The Caribbean Court of Justice (CCJ) has granted special leave to 24-year-old Jamaican, Shanique Myrie, to begin proceedings against the Barbados government after she alleged she was sexually assaulted by a female immigration officer, insulted and then denied entry to Barbados on March 14 last year.
The five-member panel of the CCJ, headed by its president, Sir Dennis Byron, approved the application during a special sitting in Barbados, the first time the regional court, which was established in 2001 to replace the British Privy Council, sat outside its Trinidad-based headquarters.
Attorneys for the Jamaican will now have 21 days to file the necessary documents.
She wants the court to determine what is the minimum standard of treatment to be given to CARICOM nationals moving within the region under the Revised Treaty of Chaguaramas that governs the CARICOM Single Market and Economy (CSME) allowing for the free movement of skills, labor, goods and services across the community.

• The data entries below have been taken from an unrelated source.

//! 역할(Role) 값 객체
//!
//! 관리자 패널의 권한 계층 `user < admin < super_admin`을 닫힌 열거형으로 표현합니다.
//! 저장소와 토큰에는 `"user" | "admin" | "super_admin"` 문자열로 직렬화됩니다.

use std::fmt;
use std::str::FromStr;
use serde::{Deserialize, Serialize};
use crate::errors::AppError;

/// 사용자 역할
///
/// 선언 순서가 곧 권한 순서이므로 `PartialOrd`/`Ord` 비교가 계층 비교와 같습니다.
///
/// # Examples
///
/// ```rust,ignore
/// use crate::domain::auth::Role;
///
/// assert!(Role::SuperAdmin > Role::Admin);
/// assert_eq!("admin".parse::<Role>().unwrap(), Role::Admin);
/// ```
#[derive(Debug, Clone, Copy, PartialEq, Eq, PartialOrd, Ord, Hash, Serialize, Deserialize)]
#[serde(rename_all = "snake_case")]
pub enum Role {
    User,
    Admin,
    SuperAdmin,
}

impl Role {
    /// 모든 역할 (낮은 권한부터)
    pub const ALL: [Role; 3] = [Role::User, Role::Admin, Role::SuperAdmin];

    /// 권한 레벨 (user=1, admin=2, super_admin=3)
    pub fn level(self) -> u8 {
        match self {
            Role::User => 1,
            Role::Admin => 2,
            Role::SuperAdmin => 3,
        }
    }

    /// 직렬화 문자열
    pub fn as_str(self) -> &'static str {
        match self {
            Role::User => "user",
            Role::Admin => "admin",
            Role::SuperAdmin => "super_admin",
        }
    }

    /// 화면 표시용 이름
    pub fn display_name(self) -> &'static str {
        match self {
            Role::User => "User",
            Role::Admin => "Administrator",
            Role::SuperAdmin => "Super Administrator",
        }
    }

    /// `self`가 `required` 이상의 권한인지 확인
    pub fn has_at_least(self, required: Role) -> bool {
        self.level() >= required.level()
    }
}

impl fmt::Display for Role {
    fn fmt(&self, f: &mut fmt::Formatter<'_>) -> fmt::Result {
        f.write_str(self.as_str())
    }
}

impl FromStr for Role {
    type Err = AppError;

    /// 정확히 일치하는 세 문자열만 허용합니다. 대소문자나 공백을 보정하지 않습니다.
    fn from_str(s: &str) -> Result<Self, Self::Err> {
        Role::ALL
            .into_iter()
            .find(|role| role.as_str() == s)
            .ok_or_else(|| {
                AppError::InvalidRoleError(format!(
                    "'{}' - must be super_admin, admin, or user",
                    s
                ))
            })
    }
}

#[cfg(test)]
mod tests {
    use super::*;

    #[test]
    fn test_role_levels_are_totally_ordered() {
        assert_eq!(Role::User.level(), 1);
        assert_eq!(Role::Admin.level(), 2);
        assert_eq!(Role::SuperAdmin.level(), 3);
        assert!(Role::User < Role::Admin && Role::Admin < Role::SuperAdmin);
    }

    #[test]
    fn test_has_at_least_matches_levels() {
        for acting in Role::ALL {
            for required in Role::ALL {
                assert_eq!(acting.has_at_least(required), acting.level() >= required.level());
            }
        }
    }

    #[test]
    fn test_parse_accepts_exact_strings_only() {
        assert_eq!("user".parse::<Role>().unwrap(), Role::User);
        assert_eq!("admin".parse::<Role>().unwrap(), Role::Admin);
        assert_eq!("super_admin".parse::<Role>().unwrap(), Role::SuperAdmin);

        for invalid in ["", "Admin", "superadmin", " user", "moderator"] {
            assert!(matches!(invalid.parse::<Role>(), Err(AppError::InvalidRoleError(_))));
        }
    }

    #[test]
    fn test_serde_uses_snake_case() {
        assert_eq!(serde_json::to_string(&Role::SuperAdmin).unwrap(), "\"super_admin\"");
        let role: Role = serde_json::from_str("\"admin\"").unwrap();
        assert_eq!(role, Role::Admin);
        assert!(serde_json::from_str::<Role>("\"root\"").is_err());
    }

    #[test]
    fn test_display_name() {
        assert_eq!(Role::SuperAdmin.display_name(), "Super Administrator");
        assert_eq!(Role::Admin.display_name(), "Administrator");
        assert_eq!(Role::User.display_name(), "User");
    }
}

Earlier, Myrie’s attorney Michelle Brown, told the court her client was subjected to “forceful brutish language” by immigration officials at the Sir Grantley Adams International Airport on her arrival.
She said they were attempting to get Myrie to agree “she was doing something illegal, like having drugs” and had even threatened to have her jailed and twice made her bend over in order to carry out a cavity search.
The attorney argued that there was “no justification for the increasing level of the intrusion that she faced,” noting that “initially Barbados claimed she (Myrie) was a victim of human trafficking.”
But she told the court that if that was the case “then the role of the government was to protect her” and not brutalize her.
The Jamaican-born attorney said her client is “still not certain what laws of Barbados she broke” resulting in her being refused entry into a CARICOM country that had signed on to the 2007 declaration allowing for the free movement of people within the region.